On the evening of October 31, I walked into a Hong Kong hotel seeking food and was confronted with a shining white skull—artificial, but startlingly realistic. It was, of course, decoration for Halloween, the night when certain traditions say spirits rise from graves and cavort in the world. From apparently pagan roots, Halloween in various countries has become a festival, a commercial celebration, a costume party, a time to watch horror movies: in other words, fun.

It is a testament to the ability of humans to compartmentalize that when we see a skull on a reception desk we smile but we demand that photographs of the dead are handled with the utmost discretion. Consider the issue of the Caesar photographs. In 2014 a Syrian military police photographer, given the cover name “Caesar,” managed to leave Syria, bringing with him on a computer thumb drive 53,275 images of approximately 11,000 dead bodies of people tortured and killed while in Syrian military detention. He told a three-person Inquiry of eminent jurists that the reasons he was ordered to take the photographs were “[f]irst to permit a death certificate to be produced without families requiring to see the body thereby avoiding the authorities having to give a truthful account of their deaths; second to confirm that orders to execute individuals had been carried out.” At that time of the Inquiry’s report, the photographs were entrusted to the “Syrian National Movement.” https://static.guim.co.uk/ni/1390226674736/syria-report-execution-tort.pdf

On 21 September 2017, the European Center for Constitutional and Human Rights (ECCHR) and a number of Syrians called the “Caesar Files Group” filed a criminal complaint with the German Federal Prosecutor in Karlsruhe against senior officials from the Syrian intelligence services and the military police for crimes against humanity and war crimes. The Group gave the Prosecutor “a set of high-resolution images and metadata” that “can be used to verify the photographs and provide further information about them. This adds to the evidentiary value of the images and paves the way for further investigatory steps.” In June 2018, the “German Federal Court of Justice (Bundesgerichtshof) issued an international warrant against Jamil Hassan on the basis of the so-called Caesar Files, their metadata as well as witness statements by Syrian torture survivors. Hassan was the head of the Syrian Air Force Intelligence Service until July 2019 and therefore responsible for torture in thousands of cases.”  https://www.ecchr.eu/en/case/caesar-photos-document-systematic-torture/

Meanwhile, the nongovernmental Syrian Network for Human Rights (SNHR) obtained “about 6,189 Caesar photographs” and is working to determine the identity of the people photographed (the images have only numbers, not names). So far SNHR has identified 801 persons, including 2 children and 10 adult females. It decided not to publish the photos it has because, it wrote, this “would involve many violations, perhaps the most prominent of which is the violation of victims’ and family members’ privacy . . the publication of such distressing photos may cause further trauma and pain to the tens of thousands of families whose children are still forcibly disappeared.
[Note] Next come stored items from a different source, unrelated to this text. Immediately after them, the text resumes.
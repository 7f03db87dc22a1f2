// src/error.rs

use thiserror::Error;

pub type SheetResult<T> = Result<T, SheetError>;

/// Failures of one sheet fetch. Every variant is terminal for that call.
#[derive(Error, Debug)]
pub enum SheetError {
    #[error("transport error: {0}")]
    Transport(#[from] reqwest::Error),

    #[error("invalid sheet URL: {0}")]
    InvalidUrl(#[from] url::ParseError),

    /// The `"table":` … `});` frame was not found in the response body.
    #[error("malformed response: table frame not found{}", malformed_detail(.preview, .reason))]
    MalformedResponse {
        preview: String,
        reason: Option<String>,
    },

    #[error("payload parse error: {0}")]
    PayloadParse(#[from] serde_json::Error),
}

fn malformed_detail(preview: &str, reason: &Option<String>) -> String {
    let mut out = String::new();
    if let Some(r) = reason {
        out.push_str(&format!(" ({})", r));
    }
    if !preview.is_empty() {
        out.push_str(&format!(", body starts with {:?}", preview));
    }
    out
}

#[derive(Error, Debug)]
pub enum MediaError {
    #[error("image error: {0}")]
    Image(#[from] image::ImageError),

    #[error("JPEG quality must be in (0, 1], got {0}")]
    InvalidQuality(f32),

    #[error("max width must be positive")]
    InvalidWidth,
}
// src/records/mod.rs

pub mod previews;

use serde::ser::{SerializeMap, Serializer};
use serde::Serialize;
use std::collections::HashMap;
use tracing::warn;

use crate::process::{CellValue, PositionalTable};

pub use previews::{drive_file_ids, expand_previews, preview_url, preview_urls};

/// A record field after mapping and post-processing.
#[derive(Debug, Clone, PartialEq)]
pub enum FieldValue {
    Cell(CellValue),
    /// Row was shorter than the header. Serializes as `null`.
    Absent,
    /// Preview URLs derived from a link-list field.
    Previews(Vec<String>),
}

impl Serialize for FieldValue {
    fn serialize<S: Serializer>(&self, s: S) -> Result<S::Ok, S::Error> {
        match self {
            FieldValue::Cell(c) => c.serialize(s),
            FieldValue::Absent => s.serialize_none(),
            FieldValue::Previews(urls) => urls.serialize(s),
        }
    }
}

impl From<CellValue> for FieldValue {
    fn from(c: CellValue) -> Self {
        FieldValue::Cell(c)
    }
}

/// One data row keyed by header label. Keys keep header order.
#[derive(Debug, Clone, Default, PartialEq)]
pub struct Record {
    fields: Vec<(String, FieldValue)>,
}

impl Record {
    pub fn new() -> Self {
        Self::default()
    }

    /// Insert or overwrite. An existing key keeps its position.
    ///
    /// Lookup is a linear scan; bulk construction goes through
    /// [`table_to_records`], which resolves label slots once per table.
    pub fn insert(&mut self, key: impl Into<String>, value: FieldValue) -> Option<FieldValue> {
        let key = key.into();
        match self.fields.iter_mut().find(|(k, _)| *k == key) {
            Some((_, slot)) => Some(std::mem::replace(slot, value)),
            None => {
                self.fields.push((key, value));
                None
            }
        }
    }

    pub fn get(&self, key: &str) -> Option<&FieldValue> {
        self.fields.iter().find(|(k, _)| k == key).map(|(_, v)| v)
    }

    pub fn get_mut(&mut self, key: &str) -> Option<&mut FieldValue> {
        self.fields
            .iter_mut()
            .find(|(k, _)| k == key)
            .map(|(_, v)| v)
    }

    pub fn keys(&self) -> impl Iterator<Item = &str> {
        self.fields.iter().map(|(k, _)| k.as_str())
    }

    pub fn iter(&self) -> impl Iterator<Item = (&str, &FieldValue)> {
        self.fields.iter().map(|(k, v)| (k.as_str(), v))
    }

    pub fn len(&self) -> usize {
        self.fields.len()
    }

    pub fn is_empty(&self) -> bool {
        self.fields.is_empty()
    }
}

impl Serialize for Record {
    fn serialize<S: Serializer>(&self, s: S) -> Result<S::Ok, S::Error> {
        let mut map = s.serialize_map(Some(self.fields.len()))?;
        for (k, v) in &self.fields {
            map.serialize_entry(k, v)?;
        }
        map.end()
    }
}

/// Map each data row onto the header labels.
///
/// Short rows pad with [`FieldValue::Absent`]; cells past the header width
/// are dropped. Both cases log a shape-mismatch warning and never fail.
/// Duplicate labels collapse: the later present column wins.
pub fn table_to_records(table: &PositionalTable) -> Vec<Record> {
    let width = table.width();

    // label -> slot, resolved once; duplicate labels share the first slot
    let mut keys: Vec<String> = Vec::new();
    let mut slot_of: HashMap<&str, usize> = HashMap::new();
    let slots: Vec<usize> = table
        .header
        .iter()
        .map(|label| {
            *slot_of.entry(label.as_str()).or_insert_with(|| {
                keys.push(label.clone());
                keys.len() - 1
            })
        })
        .collect();

    table
        .rows
        .iter()
        .enumerate()
        .map(|(idx, row)| {
            if row.len() != width {
                warn!(
                    row = idx,
                    expected = width,
                    actual = row.len(),
                    "row shape mismatch"
                );
            }
            let mut values = vec![FieldValue::Absent; keys.len()];
            for (cell, &slot) in row.iter().zip(&slots) {
                values[slot] = FieldValue::Cell(cell.clone());
            }
            Record {
                fields: keys.iter().cloned().zip(values).collect(),
            }
        })
        .collect()
}

#[cfg(test)]
mod tests {
    use super::*;
    use serde_json::json;

    fn text(s: &str) -> CellValue {
        CellValue::Text(s.to_string())
    }

    fn table(header: &[&str], rows: Vec<Vec<CellValue>>) -> PositionalTable {
        PositionalTable {
            header: header.iter().map(|h| h.to_string()).collect(),
            rows,
        }
    }

    #[test]
    fn maps_rows_by_header_position() {
        let t = table(
            &["a", "b"],
            vec![vec![text("1"), text("2")], vec![text("3"), CellValue::Empty]],
        );
        let records = table_to_records(&t);
        assert_eq!(records.len(), 2);
        assert_eq!(
            serde_json::to_value(&records).unwrap(),
            json!([{"a": "1", "b": "2"}, {"a": "3", "b": ""}])
        );
    }

    #[test]
    fn short_row_pads_with_absent() {
        let t = table(&["a", "b", "c"], vec![vec![text("x")]]);
        let records = table_to_records(&t);
        assert_eq!(records[0].get("a"), Some(&FieldValue::Cell(text("x"))));
        assert_eq!(records[0].get("b"), Some(&FieldValue::Absent));
        assert_eq!(records[0].get("c"), Some(&FieldValue::Absent));
        assert_eq!(
            serde_json::to_value(&records[0]).unwrap(),
            json!({"a": "x", "b": null, "c": null})
        );
    }

    #[test]
    fn long_row_is_truncated_to_header() {
        let t = table(&["a"], vec![vec![text("x"), text("y")]]);
        let records = table_to_records(&t);
        assert_eq!(records[0].len(), 1);
        assert_eq!(records[0].get("a"), Some(&FieldValue::Cell(text("x"))));
    }

    #[test]
    fn duplicate_labels_later_column_wins() {
        let t = table(&["k", "other", "k"], vec![vec![text("1"), text("2"), text("3")]]);
        let records = table_to_records(&t);
        assert_eq!(records[0].keys().collect::<Vec<_>>(), vec!["k", "other"]);
        assert_eq!(records[0].get("k"), Some(&FieldValue::Cell(text("3"))));
    }

    #[test]
    fn duplicate_label_missing_in_short_row_keeps_earlier_value() {
        let t = table(&["k", "other", "k"], vec![vec![text("1")]]);
        let records = table_to_records(&t);
        assert_eq!(records[0].get("k"), Some(&FieldValue::Cell(text("1"))));
        assert_eq!(records[0].get("other"), Some(&FieldValue::Absent));
    }

    #[test]
    fn insert_overwrites_in_place() {
        let mut r = Record::new();
        assert_eq!(r.insert("a", FieldValue::Absent), None);
        r.insert("b", FieldValue::Cell(text("2")));
        let old = r.insert("a", FieldValue::Cell(text("1")));
        assert_eq!(old, Some(FieldValue::Absent));
        assert_eq!(r.keys().collect::<Vec<_>>(), vec!["a", "b"]);
    }

    #[test]
    fn key_order_follows_header() {
        let t = table(&["z", "a", "m"], vec![vec![text("1"), text("2"), text("3")]]);
        let out = serde_json::to_string(&table_to_records(&t)[0]).unwrap();
        assert_eq!(out, r#"{"z":"1","a":"2","m":"3"}"#);
    }
}
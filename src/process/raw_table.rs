// src/process/raw_table.rs

use serde::Deserialize;

/// The `table` object of a gviz response: column schema plus data rows.
#[derive(Debug, Clone, Default, Deserialize, PartialEq)]
pub struct RawTable {
    pub cols: Vec<RawColumn>,
    pub rows: Vec<RawRow>,
}

#[derive(Debug, Clone, Default, Deserialize, PartialEq)]
pub struct RawColumn {
    #[serde(default)]
    pub id: String,
    /// Header text; empty when the sheet has no header row.
    #[serde(default)]
    pub label: String,
    /// Endpoint type tag (`string`, `number`, `date`, `boolean`, ...).
    #[serde(default, rename = "type")]
    pub ty: String,
    #[serde(default)]
    pub pattern: Option<String>,
}

#[derive(Debug, Clone, Default, Deserialize, PartialEq)]
pub struct RawRow {
    /// One entry per column; `null` for cells the endpoint left out.
    pub c: Vec<Option<RawCell>>,
}

/// Wire cell: `f` is the display string, `v` the literal value.
#[derive(Debug, Clone, Default, Deserialize, PartialEq)]
pub struct RawCell {
    #[serde(default)]
    pub f: Option<String>,
    #[serde(default)]
    pub v: Option<serde_json::Value>,
}
// src/fetch/sheet.rs

use reqwest::Client;
use std::time::Duration;
use tracing::{debug, instrument};
use url::Url;

use crate::error::SheetResult;

/// One GET of a gviz endpoint, returning the full body as text.
/// Non-success statuses surface as transport errors; nothing is retried.
#[instrument(level = "info", skip(client), fields(url = %url))]
pub async fn fetch_response_text(client: &Client, url: &Url, timeout: Duration) -> SheetResult<String> {
    debug!("fetching sheet response");
    let text = client
        .get(url.clone())
        .timeout(timeout)
        .send()
        .await?
        .error_for_status()?
        .text()
        .await?;
    debug!(bytes = text.len(), "read sheet response");
    Ok(text)
}
// src/process/table.rs

use tracing::debug;

use super::cell::{normalize_cell, CellValue};
use super::raw_table::RawTable;

/// Header labels plus the kept, normalized data rows, in sheet order.
#[derive(Debug, Clone, Default, PartialEq)]
pub struct PositionalTable {
    pub header: Vec<String>,
    pub rows: Vec<Vec<CellValue>>,
}

impl PositionalTable {
    pub fn width(&self) -> usize {
        self.header.len()
    }
}

/// Normalize every cell and drop data rows whose values are all falsy.
pub fn build_table(raw: &RawTable) -> PositionalTable {
    let header: Vec<String> = raw.cols.iter().map(|c| c.label.clone()).collect();

    let mut dropped = 0usize;
    let rows: Vec<Vec<CellValue>> = raw
        .rows
        .iter()
        .filter_map(|r| {
            let row: Vec<CellValue> = r.c.iter().map(|c| normalize_cell(c.as_ref())).collect();
            if row.iter().all(CellValue::is_falsy) {
                dropped += 1;
                None
            } else {
                Some(row)
            }
        })
        .collect();

    debug!(
        columns = header.len(),
        kept = rows.len(),
        dropped,
        "built positional table"
    );
    PositionalTable { header, rows }
}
In addition to this, most of these graphic photos of individuals killed under torture contain shocking and distressing scenes and we believe that disseminating them without very good cause is a violation of human dignity.” http://sn4hr.org/blog/2019/10/21/54362/

Atrocity photographs are, unfortunately, increasingly common, from videos of Islamic State murders published on line to images of police brutality captured by cellphone cameras. They are important as potential legal evidence, for resolving the fates of persons, and for the history of the event and the human community. Some of them are public immediately, such as the images broadcast by the gunman who killed two people and injured two more in Halle, Germany (see below). But managing the records of undisclosed atrocity photographs such as those Caesar had requires a sensitive, serious consideration of their impact when made public, the privacy rights of the families of the persons pictured, and the need to show the public the evidence of crimes. Surely if it is possible to bring closure to a family by making the photos available to the family for review while protecting their privacy, that is the just course of action, while denying access to the general public. SNHR and others who hold such archives have a most serious responsibility when they grant access.